Might be useful for FOS login too. Shouldn’t be impossible to implement. Add Fail2Ban to list of apps to get from the repo and point it to the login logs. I’m sure I’m way over simplifying it (not a dev obviously). As FOG moves to a more secure standard install (SQL password, HTTPS etc) this would be another great feature to have.

lukebarone

@george1421 Thanks for the input!

I’m not looking to specifically put F2B in; I am putting in code to log to a file login failures and successes, then the SysAdmin can choose to setup a F2B jail based on that. I believe heavily in separation of responsibilities, so I will definitely look into writing a proper tutorial.

Do you think code for simply logging the login attempts would get merged?

george1421

@lukebarone I’ve been looking into this too. To implement fail2ban correctly iptables needs to be initialized if you want real protection other than just blocking on http or ssh logon failures. There are difficulties with the current fog configuration to really tighten down the open ports. For FOG 1.6 there is a request to move to nfsv4 this will send all nfs traffic over a single port that can be firewalled successfully.

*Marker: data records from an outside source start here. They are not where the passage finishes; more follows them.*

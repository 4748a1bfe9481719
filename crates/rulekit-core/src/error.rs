//! Engine error taxonomy

use thiserror::Error;

use crate::CapabilityKind;

/// Errors raised while binding or running automations
#[derive(Debug, Clone, Error)]
pub enum EngineError {
    /// No capability registered under this kind and name (bind time)
    #[error("{kind} capability not found: {name}")]
    CapabilityNotFound { kind: CapabilityKind, name: String },

    /// Raw parameters do not fit the capability's expected shape
    #[error("invalid parameters for {kind} {name}: {message}")]
    ParameterConversion {
        kind: CapabilityKind,
        name: String,
        message: String,
    },

    /// Malformed step or automation definition (refused before registration)
    #[error("invalid definition: {0}")]
    InvalidDefinition(String),

    /// Intentional early exit raised from within an action; swallowed at
    /// the action-list boundary and treated as normal completion
    #[error("automation stopped: {0}")]
    StopAutomation(String),

    /// A trigger/condition/action/variable implementation failed
    #[error("{kind} {name} failed: {message}")]
    Execution {
        kind: CapabilityKind,
        name: String,
        message: String,
    },

    /// Template rendering failed
    #[error("template error: {0}")]
    Template(String),
}

impl EngineError {
    /// Shorthand for a capability execution failure
    pub fn execution(
        kind: CapabilityKind,
        name: impl Into<String>,
        message: impl Into<String>,
    ) -> Self {
        EngineError::Execution {
            kind,
            name: name.into(),
            message: message.into(),
        }
    }

    /// Shorthand for a parameter conversion failure
    pub fn conversion(
        kind: CapabilityKind,
        name: impl Into<String>,
        message: impl Into<String>,
    ) -> Self {
        EngineError::ParameterConversion {
            kind,
            name: name.into(),
            message: message.into(),
        }
    }
}

/// Result type for engine operations
pub type EngineResult<T> = Result<T, EngineError>;
//! Event types delivered to the engine

use chrono::{DateTime, Utc};
use serde::{Deserialize, Serialize};

use crate::Context;

/// Event type identifier
#[derive(Debug, Clone, PartialEq, Eq, Hash, Serialize, Deserialize)]
pub struct EventType(String);

impl EventType {
    /// Create a new event type
    pub fn new(event_type: impl Into<String>) -> Self {
        Self(event_type.into())
    }

    /// Get the event type as a string
    pub fn as_str(&self) -> &str {
        &self.0
    }
}

impl From<&str> for EventType {
    fn from(s: &str) -> Self {
        Self::new(s)
    }
}

impl From<String> for EventType {
    fn from(s: String) -> Self {
        Self::new(s)
    }
}

impl std::fmt::Display for EventType {
    fn fmt(&self, f: &mut std::fmt::Formatter<'_>) -> std::fmt::Result {
        write!(f, "{}", self.0)
    }
}

/// An event delivered to the engine
///
/// The payload is opaque to the engine itself; capabilities interpret it.
#[derive(Debug, Clone, Serialize, Deserialize)]
pub struct Event {
    /// The type of event
    pub event_type: EventType,

    /// The event payload
    pub data: serde_json::Value,

    /// When the event was fired
    pub time_fired: DateTime<Utc>,

    /// Context tracking the origin and causality
    pub context: Context,
}

impl Event {
    /// Create a new event with the current timestamp
    pub fn new(event_type: impl Into<EventType>, data: serde_json::Value, context: Context) -> Self {
        Self {
            event_type: event_type.into(),
            data,
            time_fired: Utc::now(),
            context,
        }
    }
}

Other options would be for the FOG Installer (optionally) enable access restrictions to a specific network subnet.

Fail2ban may not be something the developers want to include in the core base code, but surely a tutorial can be developed to show others how to install and enable its protection.

lukebarone

WIP - I have FOG now logging to a text file with the remote IP, and an indicator of whether the username supplied was a success or not. I’ll continue testing this next week, and report back if I get it working on new installs too.

If it works, I’ll create a merge request on Github. This has been a fun challenge so far

lukebarone

I would like this as well, for my schools that I administer.

astrugatch

@Quazz

In K12 its pretty common to treat many of your internal users as hostile (right or wrong) since students seem to always try to mess with things whether with malice or just screwing around.

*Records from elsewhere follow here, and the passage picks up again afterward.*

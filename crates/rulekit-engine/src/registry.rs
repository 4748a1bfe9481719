//! Capability registry
//!
//! Capabilities (triggers, conditions, actions, variables) are registered
//! by name in per-kind maps and resolved by the step binder at automation
//! build time. Handlers are async closures receiving a [`StepCall`] and
//! returning a boxed future, stored behind `Arc` so the same registration
//! serves every bound step and every event.

use std::future::Future;
use std::pin::Pin;
use std::sync::Arc;

use dashmap::DashMap;
use rulekit_core::{ActionOutcome, CapabilityKind, EngineError, EngineResult};
use serde::de::DeserializeOwned;
use serde_json::Value;
use tracing::debug;

use crate::binder::StepBinder;
use crate::context::EventContext;

/// Future type returned by capability evaluations
pub type StepFuture<T> = Pin<Box<dyn Future<Output = EngineResult<T>> + Send>>;

/// An executable bound unit: the terminal capability wrapped by its
/// interceptor chain
pub type BoundFn<T> = Arc<dyn Fn(StepCall) -> StepFuture<T> + Send + Sync>;

/// Identity of a bound step, shared by the step and its interceptors
#[derive(Debug, Clone)]
pub struct StepMeta {
    pub kind: CapabilityKind,
    pub name: String,
    pub alias: Option<String>,
}

/// One invocation of a bound step
///
/// Bundles everything an interceptor or capability needs: the step's
/// identity, the (possibly interceptor-rewritten) parameters, and the
/// run's event context.
#[derive(Clone)]
pub struct StepCall {
    pub meta: Arc<StepMeta>,
    pub params: Value,
    pub ctx: Arc<EventContext>,
}

impl StepCall {
    /// Convert the call's parameters into a typed shape
    pub fn params_as<P: DeserializeOwned>(&self) -> EngineResult<P> {
        serde_json::from_value(self.params.clone()).map_err(|e| {
            EngineError::conversion(self.meta.kind, self.meta.name.clone(), e.to_string())
        })
    }

    /// Shorthand for an execution error attributed to this step
    pub fn error(&self, message: impl Into<String>) -> EngineError {
        EngineError::execution(self.meta.kind, self.meta.name.clone(), message)
    }
}

/// Factory producing an executable unit from raw bind-time parameters
///
/// Leaf capabilities ignore the parameters here (they read them per call);
/// the indirection exists so composite actions can bind nested definitions
/// once at build time.
pub type LeafFactory<T> = Arc<dyn Fn(&Value) -> EngineResult<BoundFn<T>> + Send + Sync>;

/// Factory for actions; receives the binder so composite actions can bind
/// nested condition/action definitions recursively
pub type ActionFactory =
    Arc<dyn Fn(&StepBinder, &Value) -> EngineResult<BoundFn<ActionOutcome>> + Send + Sync>;

struct Registered<F> {
    factory: F,
    schema: Option<Arc<jsonschema::JSONSchema>>,
}

/// Name-keyed registry of all pluggable capabilities
///
/// Populated by collaborators at startup, queried by the binder at
/// automation build time. Lookup failure is
/// [`EngineError::CapabilityNotFound`].
#[derive(Default)]
pub struct CapabilityRegistry {
    triggers: DashMap<String, Registered<LeafFactory<bool>>>,
    conditions: DashMap<String, Registered<LeafFactory<bool>>>,
    variables: DashMap<String, Registered<LeafFactory<()>>>,
    actions: DashMap<String, Registered<ActionFactory>>,
}

/// Compile an optional JSON Schema for bind-time parameter validation
fn compile_schema(
    kind: CapabilityKind,
    name: &str,
    schema: Option<Value>,
) -> EngineResult<Option<Arc<jsonschema::JSONSchema>>> {
    match schema {
        None => Ok(None),
        Some(value) => jsonschema::JSONSchema::compile(&value)
            .map(|s| Some(Arc::new(s)))
            .map_err(|e| {
                EngineError::InvalidDefinition(format!(
                    "bad parameter schema for {} {}: {}",
                    kind, name, e
                ))
            }),
    }
}

fn erase_handler<T, F, Fut>(handler: F) -> BoundFn<T>
where
    F: Fn(StepCall) -> Fut + Send + Sync + 'static,
    Fut: Future<Output = EngineResult<T>> + Send + 'static,
{
    Arc::new(move |call| Box::pin(handler(call)) as StepFuture<T>)
}

fn erase_typed_handler<T, P, F, Fut>(handler: F) -> BoundFn<T>
where
    T: 'static,
    P: DeserializeOwned + Send + 'static,
    F: Fn(Arc<EventContext>, P) -> Fut + Send + Sync + 'static,
    Fut: Future<Output = EngineResult<T>> + Send + 'static,
{
    let handler = Arc::new(handler);
    Arc::new(move |call: StepCall| {
        let handler = handler.clone();
        Box::pin(async move {
            let params: P = call.params_as()?;
            handler(call.ctx.clone(), params).await
        }) as StepFuture<T>
    })
}

fn leaf_factory<T>(bound: BoundFn<T>) -> LeafFactory<T>
where
    T: 'static,
{
    Arc::new(move |_params| Ok(bound.clone()))
}

macro_rules! kind_registration {
    ($register:ident, $register_typed:ident, $register_with_schema:ident,
     $lookup:ident, $map:ident, $kind:expr, $out:ty) => {
        /// Register a raw handler under this name; the handler reads its
        /// parameters from the call
        pub fn $register<F, Fut>(&self, name: impl Into<String>, handler: F)
        where
            F: Fn(StepCall) -> Fut + Send + Sync + 'static,
            Fut: Future<Output = EngineResult<$out>> + Send + 'static,
        {
            self.$register_with_schema(name, handler, None)
                .expect("registration without schema cannot fail");
        }

        /// Register a handler whose parameters deserialize into `P` per
        /// call (after interceptors have run, so templated parameters are
        /// already rendered)
        pub fn $register_typed<P, F, Fut>(&self, name: impl Into<String>, handler: F)
        where
            P: DeserializeOwned + Send + 'static,
            F: Fn(Arc<EventContext>, P) -> Fut + Send + Sync + 'static,
            Fut: Future<Output = EngineResult<$out>> + Send + 'static,
        {
            let name = name.into();
            debug!(kind = %$kind, name = %name, "registering capability");
            self.$map.insert(
                name,
                Registered {
                    factory: leaf_factory(erase_typed_handler(handler)),
                    schema: None,
                },
            );
        }

        /// Register a raw handler plus a JSON Schema validated against the
        /// raw parameters at bind time (fail fast, before any event)
        pub fn $register_with_schema<F, Fut>(
            &self,
            name: impl Into<String>,
            handler: F,
            schema: Option<Value>,
        ) -> EngineResult<()>
        where
            F: Fn(StepCall) -> Fut + Send + Sync + 'static,
            Fut: Future<Output = EngineResult<$out>> + Send + 'static,
        {
            let name = name.into();
            debug!(kind = %$kind, name = %name, "registering capability");
            let schema = compile_schema($kind, &name, schema)?;
            self.$map.insert(
                name,
                Registered {
                    factory: leaf_factory(erase_handler(handler)),
                    schema,
                },
            );
            Ok(())
        }

        pub(crate) fn $lookup(
            &self,
            name: &str,
        ) -> EngineResult<(LeafFactory<$out>, Option<Arc<jsonschema::JSONSchema>>)> {
            self.$map
                .get(name)
                .map(|r| (r.factory.clone(), r.schema.clone()))
                .ok_or_else(|| EngineError::CapabilityNotFound {
                    kind: $kind,
                    name: name.to_string(),
                })
        }
    };
}

impl CapabilityRegistry {
    /// Create an empty registry
    pub fn new() -> Self {
        Self::default()
    }

    kind_registration!(
        register_trigger,
        register_trigger_typed,
        register_trigger_with_schema,
        lookup_trigger,
        triggers,
        CapabilityKind::Trigger,
        bool
    );

    kind_registration!(
        register_condition,
        register_condition_typed,
        register_condition_with_schema,
        lookup_condition,
        conditions,
        CapabilityKind::Condition,
        bool
    );

    kind_registration!(
        register_variable,
        register_variable_typed,
        register_variable_with_schema,
        lookup_variable,
        variables,
        CapabilityKind::Variable,
        ()
    );

    /// Register a raw action handler
    pub fn register_action<F, Fut>(&self, name: impl Into<String>, handler: F)
    where
        F: Fn(StepCall) -> Fut + Send + Sync + 'static,
        Fut: Future<Output = EngineResult<ActionOutcome>> + Send + 'static,
    {
        let bound = erase_handler(handler);
        self.register_action_factory(name, move |_binder: &StepBinder, _params: &Value| {
            Ok(bound.clone())
        });
    }

    /// Register an action handler with typed per-call parameters
    pub fn register_action_typed<P, F, Fut>(&self, name: impl Into<String>, handler: F)
    where
        P: DeserializeOwned + Send + 'static,
        F: Fn(Arc<EventContext>, P) -> Fut + Send + Sync + 'static,
        Fut: Future<Output = EngineResult<ActionOutcome>> + Send + 'static,
    {
        let bound = erase_typed_handler(handler);
        self.register_action_factory(name, move |_binder: &StepBinder, _params: &Value| {
            Ok(bound.clone())
        });
    }

    /// Register an action built at bind time
    ///
    /// The factory receives the binder and the raw parameters once per
    /// automation build; composite actions use this to bind their nested
    /// condition and action definitions.
    pub fn register_action_factory<F>(&self, name: impl Into<String>, factory: F)
    where
        F: Fn(&StepBinder, &Value) -> EngineResult<BoundFn<ActionOutcome>> + Send + Sync + 'static,
    {
        let name = name.into();
        debug!(kind = %CapabilityKind::Action, name = %name, "registering capability");
        self.actions.insert(
            name,
            Registered {
                factory: Arc::new(factory),
                schema: None,
            },
        );
    }

    /// Register an action factory plus a bind-time parameter schema
    pub fn register_action_factory_with_schema<F>(
        &self,
        name: impl Into<String>,
        factory: F,
        schema: Option<Value>,
    ) -> EngineResult<()>
    where
        F: Fn(&StepBinder, &Value) -> EngineResult<BoundFn<ActionOutcome>> + Send + Sync + 'static,
    {
        let name = name.into();
        let schema = compile_schema(CapabilityKind::Action, &name, schema)?;
        self.actions.insert(
            name,
            Registered {
                factory: Arc::new(factory),
                schema,
            },
        );
        Ok(())
    }

    pub(crate) fn lookup_action(
        &self,
        name: &str,
    ) -> EngineResult<(ActionFactory, Option<Arc<jsonschema::JSONSchema>>)> {
        self.actions
            .get(name)
            .map(|r| (r.factory.clone(), r.schema.clone()))
            .ok_or_else(|| EngineError::CapabilityNotFound {
                kind: CapabilityKind::Action,
                name: name.to_string(),
            })
    }

    /// Whether a capability is registered under this kind and name
    pub fn contains(&self, kind: CapabilityKind, name: &str) -> bool {
        match kind {
            CapabilityKind::Trigger => self.triggers.contains_key(name),
            CapabilityKind::Condition => self.conditions.contains_key(name),
            CapabilityKind::Action => self.actions.contains_key(name),
            CapabilityKind::Variable => self.variables.contains_key(name),
        }
    }

    /// Number of registered capabilities across all kinds
    pub fn len(&self) -> usize {
        self.triggers.len() + self.conditions.len() + self.actions.len() + self.variables.len()
    }

    /// Whether nothing is registered
    pub fn is_empty(&self) -> bool {
        self.len() == 0
    }
}

#[cfg(test)]
mod tests {
    use super::*;
    use rulekit_core::{Context, Event};
    use serde_json::json;

    fn call(registry_params: Value) -> StepCall {
        StepCall {
            meta: Arc::new(StepMeta {
                kind: CapabilityKind::Trigger,
                name: "test".to_string(),
                alias: None,
            }),
            params: registry_params,
            ctx: Arc::new(EventContext::new(Event::new(
                "test_event",
                json!({}),
                Context::new(),
            ))),
        }
    }

    #[tokio::test]
    async fn test_register_and_lookup_trigger() {
        let registry = CapabilityRegistry::new();
        registry.register_trigger("always", |_call| async { Ok(true) });

        let (factory, schema) = registry.lookup_trigger("always").unwrap();
        assert!(schema.is_none());

        let bound = factory(&json!({})).unwrap();
        assert!(bound(call(json!({}))).await.unwrap());
    }

    #[tokio::test]
    async fn test_lookup_unknown_is_not_found() {
        let registry = CapabilityRegistry::new();
        // The Ok side holds an Arc'd closure, so take the error directly
        let err = registry.lookup_trigger("doesNotExist").err().unwrap();
        assert!(matches!(
            err,
            EngineError::CapabilityNotFound {
                kind: CapabilityKind::Trigger,
                ..
            }
        ));
    }

    #[tokio::test]
    async fn test_typed_registration_converts_per_call() {
        #[derive(serde::Deserialize)]
        struct EqualsParams {
            left: i64,
            right: i64,
        }

        let registry = CapabilityRegistry::new();
        registry.register_condition_typed("equals", |_ctx, p: EqualsParams| async move {
            Ok(p.left == p.right)
        });

        let (factory, _) = registry.lookup_condition("equals").unwrap();
        let bound = factory(&json!({})).unwrap();

        let ok = bound(call(json!({"left": 2, "right": 2}))).await.unwrap();
        assert!(ok);

        let err = bound(call(json!({"left": "nope"}))).await.unwrap_err();
        assert!(matches!(err, EngineError::ParameterConversion { .. }));
    }

    #[test]
    fn test_contains_and_len() {
        let registry = CapabilityRegistry::new();
        assert!(registry.is_empty());

        registry.register_trigger("always", |_call| async { Ok(true) });
        registry.register_variable("noop", |_call| async { Ok(()) });

        assert!(registry.contains(CapabilityKind::Trigger, "always"));
        assert!(!registry.contains(CapabilityKind::Condition, "always"));
        assert_eq!(registry.len(), 2);
    }
}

Also with some of the other changes in security on FOG (DB and HTTPS etc) pointing toward the outside to manage devices via the client doesn’t sound impossible for small deployments. Again, it’s not what I’m doing or planning to do, but it would be possible if measures like these were in place.

george1421

@Sebastian-Roth If fog logged failed logins to syslog then if a FOG Admin wanted to implement Fail2Ban then it would be possible. Fail2Ban is not something that the FOG Project should be concerned with (IMO). I can see value in FOG logging invalid log attempts to syslog or a /opt/fog/log file. There would be (minimal but) value to log valid attempts too if security is a top concern. Possibly something for FOG 1.6?

Quazz

@Sebastian-Roth Agreed.

You have a bigger problem on your hands if people are trying to brute force from inside your network, imo.

And even more so if you publically expose FOG.

Though logging failed auth attempts could potentially be interesting.

@astrugatch Can you explain why you would like this?

Sebastian Roth

@astrugatch As FOG is mostly used in internal networks I don’t see too much value in this. Just my personal opinion. Any one else?